[Source data]
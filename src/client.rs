//! Client-side tunnel wiring.
//!
//! One chat room carries one multiplexed connection to the server. Each
//! local TCP connection accepted on the proxy address becomes one logical
//! stream; the server terminates SOCKS5 on the far end.

use std::sync::Arc;

use tokio::net::TcpListener;
use tokio_util::compat::{FuturesAsyncReadCompatExt, TokioAsyncReadCompatExt};
use tokio_util::sync::CancellationToken;

use crate::chat::{spawn_event_feed, ChatClient};
use crate::codec::Codec;
use crate::config::ClientConfig;
use crate::crypto::{KeyPair, PublicKey};
use crate::error::Result;
use crate::transport::{mux, MessageStream};

/// Run the client tunnel until cancellation.
///
/// Sends the handshake frame before any proxy traffic so the server can
/// establish the session from the first message it sees.
pub async fn run(config: ClientConfig, keys: KeyPair, cancel: CancellationToken) -> Result<()> {
    let chat = Arc::new(ChatClient::new(
        config.chat.api_base_url.clone(),
        config.chat.token.clone(),
    )?);
    let server_key = PublicKey::from_base64(&config.server_public_key)?;

    let mut codec = Codec::new(&keys);
    codec.set_peer_public_key(server_key.as_bytes())?;

    let feed = spawn_event_feed(
        chat.clone(),
        chat.initial_fetch_url()?,
        Some(config.chat.room_id.clone()),
        cancel.child_token(),
    );
    let stream = MessageStream::new(
        config.chat.room_id.clone(),
        chat,
        codec,
        feed,
        cancel.child_token(),
    );

    stream.send_handshake().await?;
    tracing::info!(room = %config.chat.room_id, "handshake sent, tunnel carrier up");

    let mux = mux::connect(stream.into_io().compat(), cancel.child_token());

    let listener = TcpListener::bind(&config.proxy_listen_addr).await?;
    tracing::info!(addr = %config.proxy_listen_addr, "socks5 proxy listening");

    loop {
        let (tcp, peer) = tokio::select! {
            _ = cancel.cancelled() => return Ok(()),
            accepted = listener.accept() => accepted?,
        };
        let mux = mux.clone();
        tokio::spawn(async move {
            let logical = match mux.open_stream().await {
                Ok(logical) => logical,
                Err(e) => {
                    tracing::warn!(%peer, "cannot open logical stream: {e}");
                    return;
                }
            };
            let mut tcp = tcp;
            let mut logical = logical.compat();
            match tokio::io::copy_bidirectional(&mut tcp, &mut logical).await {
                Ok((up, down)) => tracing::debug!(%peer, up, down, "proxy connection closed"),
                Err(e) => tracing::debug!(%peer, "proxy connection ended: {e}"),
            }
        });
    }
}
[/Source data]
To do. What lines hold the string "KeyPair"? Pick them out of the data.

Written reply.
use crate::crypto::{KeyPair, PublicKey};
pub async fn run(config: ClientConfig, keys: KeyPair, cancel: CancellationToken) -> Result<()> {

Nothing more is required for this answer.